Personal reflections on my EMDR training

I undertook EMDR training to address a specific problem that arose with my trauma clients, namely that they (and particularly those with complex trauma) did not consistently respond well to trauma-focused CBT (TF-CBT). I found this approach was not really ‘cutting the mustard’ and although trauma symptoms often decreased, clients still lived their lives flavoured by their trauma. Undertaking my EMDR training and beginning to use it with clients has fulfilled my expectations and more.

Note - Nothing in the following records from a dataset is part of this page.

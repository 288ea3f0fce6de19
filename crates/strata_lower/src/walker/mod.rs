//! The recursive lowering walk.
//!
//! [`lower_object`] dispatches on the closed [`ObjectKind`] set. Every call
//! pushes a frame for the object it visits and records the node it creates in
//! that frame, so nested calls can find their enclosing always block,
//! function, or unit without threading parents through every signature.
//!
//! Lowering functions return `Ok(None)` when an object deliberately produces
//! nothing; unsupported objects are reported to the sink and also yield
//! `None`.

pub mod decl;
pub mod design;
pub mod expr;
pub mod pattern;
pub mod stmt;
pub mod stream;
pub mod typespec;

use strata_ast::{NodeId, NodeKind};
use strata_common::StrataResult;
use strata_db::{ObjHandle, ObjectKind, Relation, StrProp};

use crate::context::LowerCtx;
use crate::errors;

/// Node kinds that own declarations and statements at unit level.
pub(crate) const UNIT_KINDS: &[NodeKind] = &[
    NodeKind::Module,
    NodeKind::Interface,
    NodeKind::Package,
    NodeKind::GenBlock,
];

/// Lowers one design object and everything below it.
pub fn lower_object(ctx: &mut LowerCtx<'_>, h: ObjHandle) -> StrataResult<Option<NodeId>> {
    let kind = ctx.db.kind(h);
    if ctx.config.debug {
        let name = obj_name(ctx, h);
        ctx.emit(errors::trace_object(&name, kind, ctx.frames.depth(), ctx.loc(h)));
    }
    ctx.frames.push(h, kind);
    let result = dispatch(ctx, h, kind);
    ctx.frames.pop();
    result
}

fn dispatch(ctx: &mut LowerCtx<'_>, h: ObjHandle, kind: ObjectKind) -> StrataResult<Option<NodeId>> {
    match kind {
        ObjectKind::Design | ObjectKind::Program => {
            ctx.report_unhandled(h);
            Ok(None)
        }
        ObjectKind::Module => design::process_unit(ctx, h, NodeKind::Module),
        ObjectKind::Interface => design::process_unit(ctx, h, NodeKind::Interface),
        ObjectKind::Package => design::process_package(ctx, h),
        ObjectKind::Modport => design::process_modport(ctx, h),
        ObjectKind::GenScope => design::process_gen_scope(ctx, h),
        ObjectKind::GenScopeArray => design::process_gen_scope_array(ctx, h),
        // every package is imported into every unit during normalization
        ObjectKind::Import => Ok(None),

        ObjectKind::Port => decl::process_port(ctx, h),
        ObjectKind::IoDecl => decl::process_io_decl(ctx, h),
        ObjectKind::Net
        | ObjectKind::StructNet
        | ObjectKind::EnumNet
        | ObjectKind::ArrayNet
        | ObjectKind::PackedArrayNet => decl::process_net(ctx, h),
        ObjectKind::LogicVar
        | ObjectKind::BitVar
        | ObjectKind::IntVar
        | ObjectKind::IntegerVar
        | ObjectKind::ShortIntVar
        | ObjectKind::LongIntVar
        | ObjectKind::ByteVar
        | ObjectKind::RealVar
        | ObjectKind::StringVar
        | ObjectKind::EnumVar
        | ObjectKind::StructVar
        | ObjectKind::ArrayVar
        | ObjectKind::PackedArrayVar => decl::process_variable(ctx, h),
        ObjectKind::Parameter => decl::process_parameter(ctx, h),
        ObjectKind::ParamAssign => decl::process_param_assign(ctx, h),

        ObjectKind::LogicTypespec
        | ObjectKind::BitTypespec
        | ObjectKind::IntTypespec
        | ObjectKind::IntegerTypespec
        | ObjectKind::RealTypespec
        | ObjectKind::StringTypespec
        | ObjectKind::StructTypespec
        | ObjectKind::UnionTypespec
        | ObjectKind::EnumTypespec
        | ObjectKind::ArrayTypespec
        | ObjectKind::PackedArrayTypespec => typespec::process_typedef(ctx, h),
        ObjectKind::TypespecMember => typespec::process_member(ctx, h),
        ObjectKind::EnumConst => typespec::process_enum_const(ctx, h),
        ObjectKind::Range => expr::process_range(ctx, h),

        ObjectKind::ContAssign => stmt::process_cont_assign(ctx, h),
        ObjectKind::Assignment => stmt::process_assignment(ctx, h),
        ObjectKind::Always => stmt::process_always(ctx, h),
        ObjectKind::Initial => stmt::process_initial(ctx, h),
        ObjectKind::EventControl => stmt::process_event_control(ctx, h),
        ObjectKind::Begin | ObjectKind::NamedBegin => stmt::process_begin(ctx, h),
        ObjectKind::If | ObjectKind::IfElse => stmt::process_if(ctx, h),
        ObjectKind::For => stmt::process_for(ctx, h),
        ObjectKind::Case => stmt::process_case(ctx, h),
        ObjectKind::CaseItem => stmt::process_case_item(ctx, h),
        ObjectKind::Repeat => stmt::process_repeat(ctx, h),
        ObjectKind::Return => stmt::process_return(ctx, h),
        ObjectKind::DelayControl => stmt::process_delay(ctx, h),
        ObjectKind::ImmediateAssert => stmt::process_assert(ctx, h),
        ObjectKind::Function => stmt::process_task_func(ctx, h, NodeKind::Function),
        ObjectKind::Task => stmt::process_task_func(ctx, h, NodeKind::Task),

        ObjectKind::Operation => expr::process_operation(ctx, h),
        ObjectKind::Constant => expr::process_constant(ctx, h),
        ObjectKind::RefObj | ObjectKind::RefVar => expr::process_ref(ctx, h),
        ObjectKind::BitSelect => expr::process_bit_select(ctx, h),
        ObjectKind::PartSelect => expr::process_part_select(ctx, h),
        ObjectKind::IndexedPartSelect => expr::process_indexed_part_select(ctx, h),
        ObjectKind::VarSelect => expr::process_var_select(ctx, h),
        ObjectKind::HierPath => expr::process_hier_path(ctx, h),
        ObjectKind::SysFuncCall => expr::process_sys_func_call(ctx, h),
        ObjectKind::FuncCall => expr::process_call(ctx, h, NodeKind::FCall),
        ObjectKind::TaskCall => expr::process_call(ctx, h, NodeKind::TCall),
        ObjectKind::TaggedPattern => pattern::process_tagged_pattern(ctx, h),
    }
}

/// Lowers the single object `rel` points to from `h`, if any.
pub fn lower_rel(ctx: &mut LowerCtx<'_>, rel: Relation, h: ObjHandle) -> StrataResult<Option<NodeId>> {
    match ctx.db.resolve(rel, h) {
        Some(target) => lower_object(ctx, target),
        None => Ok(None),
    }
}

/// Lowers the object `rel` points to from `h` where one is required.
///
/// Only a missing relation is reported against `h`. A target that yields
/// nothing has already reported itself or was dropped on purpose
/// (`$value$plusargs`, a null operation), so the caller just drops its own
/// node.
pub fn lower_required(ctx: &mut LowerCtx<'_>, rel: Relation, h: ObjHandle) -> StrataResult<Option<NodeId>> {
    match ctx.db.resolve(rel, h) {
        Some(target) => lower_object(ctx, target),
        None => {
            ctx.report_unhandled(h);
            Ok(None)
        }
    }
}

/// Lowers every object `rel` lists from `h`, dropping the ones that produce
/// nothing.
pub fn lower_each(ctx: &mut LowerCtx<'_>, rel: Relation, h: ObjHandle) -> StrataResult<Vec<NodeId>> {
    let mut out = Vec::new();
    for target in ctx.db.iterate(rel, h) {
        if let Some(node) = lower_object(ctx, target)? {
            out.push(node);
        }
    }
    Ok(out)
}

/// Creates a node named after `h` and records it as the current frame's node.
pub fn make_node(ctx: &mut LowerCtx<'_>, kind: NodeKind, h: ObjHandle) -> NodeId {
    let name = obj_name(ctx, h);
    let node = ctx.ast.mk_named(kind, &name, ctx.loc(h));
    ctx.frames.set_current(node);
    node
}

/// Creates an unnamed node and records it as the current frame's node.
pub fn begin_node(ctx: &mut LowerCtx<'_>, kind: NodeKind, h: ObjHandle) -> NodeId {
    let node = ctx.ast.mk(kind, ctx.loc(h));
    ctx.frames.set_current(node);
    node
}

/// The nearest enclosing unit or generate block.
pub fn enclosing_unit(ctx: &LowerCtx<'_>) -> Option<NodeId> {
    ctx.frames.find_ancestor(&ctx.ast, UNIT_KINDS)
}

/// The usable name of a design object.
///
/// Falls back from the local name to the definition name and then to the
/// last component of the full hierarchical name. Library prefixes
/// (`work@`) are removed.
pub fn obj_name(ctx: &LowerCtx<'_>, h: ObjHandle) -> String {
    if let Some(name) = ctx.db.name(h).filter(|n| !n.is_empty()) {
        return sanitize(name).to_string();
    }
    if let Some(def) = ctx.db.get_str(StrProp::DefName, h).filter(|n| !n.is_empty()) {
        return sanitize(def).to_string();
    }
    match ctx.db.get_str(StrProp::FullName, h) {
        Some(full) => {
            let full = sanitize(full);
            full.rsplit('.').next().unwrap_or(full).to_string()
        }
        None => String::new(),
    }
}

/// The definition name of a module or interface object.
pub fn def_name(ctx: &LowerCtx<'_>, h: ObjHandle) -> String {
    match ctx.db.get_str(StrProp::DefName, h).filter(|n| !n.is_empty()) {
        Some(def) => sanitize(def).to_string(),
        None => obj_name(ctx, h),
    }
}

/// Drops a library prefix such as `work@`.
pub fn sanitize(name: &str) -> &str {
    name.rsplit('@').next().unwrap_or(name)
}

/// Drops a package qualifier such as `pkg::`.
pub fn strip_package(name: &str) -> &str {
    name.rsplit("::").next().unwrap_or(name)
}

#[cfg(test)]
mod tests {
    use super::*;
    use strata_config::LowerConfig;
    use strata_db::MemDb;
    use strata_diagnostics::{DiagnosticSink, Severity};

    #[test]
    fn name_helpers() {
        assert_eq!(sanitize("work@top"), "top");
        assert_eq!(sanitize("plain"), "plain");
        assert_eq!(strip_package("pkg::word_t"), "word_t");
        assert_eq!(strip_package("word_t"), "word_t");
    }

    #[test]
    fn names_fall_back_through_properties() {
        let mut db = MemDb::new();
        let named = db.obj(ObjectKind::Module).name("work@top").finish();
        let def = db.obj(ObjectKind::Module).str(StrProp::DefName, "work@M").finish();
        let full = db.obj(ObjectKind::Net).str(StrProp::FullName, "work@top.u1.data").finish();
        let config = LowerConfig::default();
        let sink = DiagnosticSink::new();
        let ctx = LowerCtx::new(&db, &config, &sink);
        assert_eq!(obj_name(&ctx, named), "top");
        assert_eq!(obj_name(&ctx, def), "M");
        assert_eq!(obj_name(&ctx, full), "data");
        assert_eq!(def_name(&ctx, named), "top");
        assert_eq!(def_name(&ctx, def), "M");
    }

    #[test]
    fn frames_are_balanced_and_traced() {
        let mut db = MemDb::new();
        let prog = db.obj(ObjectKind::Program).name("p").finish();
        let config = LowerConfig {
            debug: true,
            ..LowerConfig::default()
        };
        let sink = DiagnosticSink::new();
        let mut ctx = LowerCtx::new(&db, &config, &sink);
        assert_eq!(lower_object(&mut ctx, prog).unwrap(), None);
        assert_eq!(ctx.frames.depth(), 0);
        let diags = sink.take_all();
        assert_eq!(diags.len(), 2);
        assert_eq!(diags[0].severity, Severity::Note);
        assert_eq!(diags[0].code, errors::N300);
        assert_eq!(diags[1].code, errors::W300);
    }

    #[test]
    fn imports_produce_nothing_silently() {
        let mut db = MemDb::new();
        let imp = db.obj(ObjectKind::Import).name("pkg").finish();
        let config = LowerConfig::default();
        let sink = DiagnosticSink::new();
        let mut ctx = LowerCtx::new(&db, &config, &sink);
        assert_eq!(lower_object(&mut ctx, imp).unwrap(), None);
        assert!(sink.diagnostics().is_empty());
    }
}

As an experienced counselling psychologist, grateful for integrative training, I am experienced and comfortable working with clients who are traumatised. I am not afraid of exposure work or strong trauma symptoms that may manifest in sessions, and although many of my clients improved with a combination of TF-CBT and compassion-focused therapy (CFT), I noticed that it was more of a ‘head’ resolution rather than a ‘whole body’ resolution. The NICE recommended approach of TF-CBT seems to work well with some personalities and presentations but not with others. I wanted something that addressed the trauma directly so that people could work through it without being re-traumatised. I wanted people to be able to put their traumatic experience(s) firmly in the past, where they belonged, so that the impact on their lives in the present was minimal. Of course, I knew about EMDR, had read a lot about it, and had discussed it with practitioners, so it felt that EMDR would fit the bill of being a tangible, focused and evidence-based intervention that would shift the traumatic memories and free people up sufficiently to live their lives fully without the trauma hanging over them.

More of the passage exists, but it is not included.